### [Exercise prompt]
Please reproduce the data in full, exactly as it stands.

### [Stored items]
________________
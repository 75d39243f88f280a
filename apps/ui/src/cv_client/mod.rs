/// CV client: fetches the CV document from the CV API.
///
/// One GET per page render, bounded by the configured timeout. No retries:
/// any failure is surfaced to the visitor as-is.
use std::time::Duration;

use async_trait::async_trait;
use reqwest::{Client, StatusCode};
use serde::Deserialize;
use tracing::{debug, warn};

use crate::errors::RenderError;
use crate::models::cv::CvDocument;

/// Source of the CV document. `HttpCvSource` talks to the API; tests plug in fixtures.
#[async_trait]
pub trait CvSource: Send + Sync {
    async fn fetch(&self) -> Result<CvDocument, RenderError>;
}

#[derive(Debug, Deserialize)]
struct ApiError {
    error: ApiErrorBody,
}

#[derive(Debug, Deserialize)]
struct ApiErrorBody {
    message: String,
}

#[derive(Clone)]
pub struct HttpCvSource {
    client: Client,
    url: String,
}

impl HttpCvSource {
    pub fn new(base_url: &str, timeout: Duration) -> Result<Self, reqwest::Error> {
        Ok(Self {
            client: Client::builder().timeout(timeout).build()?,
            url: format!("{}/cv", base_url.trim_end_matches('/')),
        })
    }

    pub fn url(&self) -> &str {
        &self.url
    }
}

#[async_trait]
impl CvSource for HttpCvSource {
    async fn fetch(&self) -> Result<CvDocument, RenderError> {
        let response = self
            .client
            .get(&self.url)
            .send()
            .await
            .map_err(|e| transport_error(&self.url, e))?;

        let status = response.status();

        if !status.is_success() {
            let body = response.text().await.unwrap_or_default();
            // The API answers with {"error": {"code", "message"}}; fall back to the raw body.
            let message = serde_json::from_str::<ApiError>(&body)
                .map(|e| e.error.message)
                .unwrap_or(body);
            warn!("CV API returned {status}: {message}");

            return Err(if status == StatusCode::NOT_FOUND {
                RenderError::NotFound(message)
            } else if status == StatusCode::INTERNAL_SERVER_ERROR {
                RenderError::InvalidData(message)
            } else {
                RenderError::Transport(format!("unexpected status {status}: {message}"))
            });
        }

        let bytes = response
            .bytes()
            .await
            .map_err(|e| transport_error(&self.url, e))?;

        debug!("Fetched {} bytes from {}", bytes.len(), self.url);

        serde_json::from_slice(&bytes).map_err(|e| RenderError::InvalidData(e.to_string()))
    }
}

fn transport_error(url: &str, e: reqwest::Error) -> RenderError {
    if e.is_timeout() {
        RenderError::Transport(format!("request to {url} timed out"))
    } else {
        RenderError::Transport(format!("request to {url} failed: {e}"))
    }
}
________________
### [Exercise output]
repository 75d39243f88f280a
filename apps/ui/src/cv_client/mod.rs
/// CV client: fetches the CV document from the CV API.
///
/// One GET per page render, bounded by the configured timeout. No retries:
/// any failure is surfaced to the visitor as-is.
use std::time::Duration;

use async_trait::async_trait;
use reqwest::{Client, StatusCode};
use serde::Deserialize;
use tracing::{debug, warn};

use crate::errors::RenderError;
use crate::models::cv::CvDocument;

/// Source of the CV document. `HttpCvSource` talks to the API; tests plug in fixtures.
#[async_trait]
pub trait CvSource: Send + Sync {
    async fn fetch(&self) -> Result<CvDocument, RenderError>;
}

#[derive(Debug, Deserialize)]
struct ApiError {
    error: ApiErrorBody,
}

#[derive(Debug, Deserialize)]
struct ApiErrorBody {
    message: String,
}

#[derive(Clone)]
pub struct HttpCvSource {
    client: Client,
    url: String,
}

impl HttpCvSource {
    pub fn new(base_url: &str, timeout: Duration) -> Result<Self, reqwest::Error> {
        Ok(Self {
            client: Client::builder().timeout(timeout).build()?,
            url: format!("{}/cv", base_url.trim_end_matches('/')),
        })
    }

    pub fn url(&self) -> &str {
        &self.url
    }
}

#[async_trait]
impl CvSource for HttpCvSource {
    async fn fetch(&self) -> Result<CvDocument, RenderError> {
        let response = self
            .client
            .get(&self.url)
            .send()
            .await
            .map_err(|e| transport_error(&self.url, e))?;

        let status = response.status();

        if !status.is_success() {
            let body = response.text().await.unwrap_or_default();
            // The API answers with {"error": {"code", "message"}}; fall back to the raw body.
            let message = serde_json::from_str::<ApiError>(&body)
                .map(|e| e.error.message)
                .unwrap_or(body);
            warn!("CV API returned {status}: {message}");

            return Err(if status == StatusCode::NOT_FOUND {
                RenderError::NotFound(message)
            } else if status == StatusCode::INTERNAL_SERVER_ERROR {
                RenderError::InvalidData(message)
            } else {
                RenderError::Transport(format!("unexpected status {status}: {message}"))
            });
        }

        let bytes = response
            .bytes()
            .await
            .map_err(|e| transport_error(&self.url, e))?;

        debug!("Fetched {} bytes from {}", bytes.len(), self.url);

        serde_json::from_slice(&bytes).map_err(|e| RenderError::InvalidData(e.to_string()))
    }
}

fn transport_error(url: &str, e: reqwest::Error) -> RenderError {
    if e.is_timeout() {
        RenderError::Transport(format!("request to {url} timed out"))
    } else {
        RenderError::Transport(format!("request to {url} failed: {e}"))
    }
}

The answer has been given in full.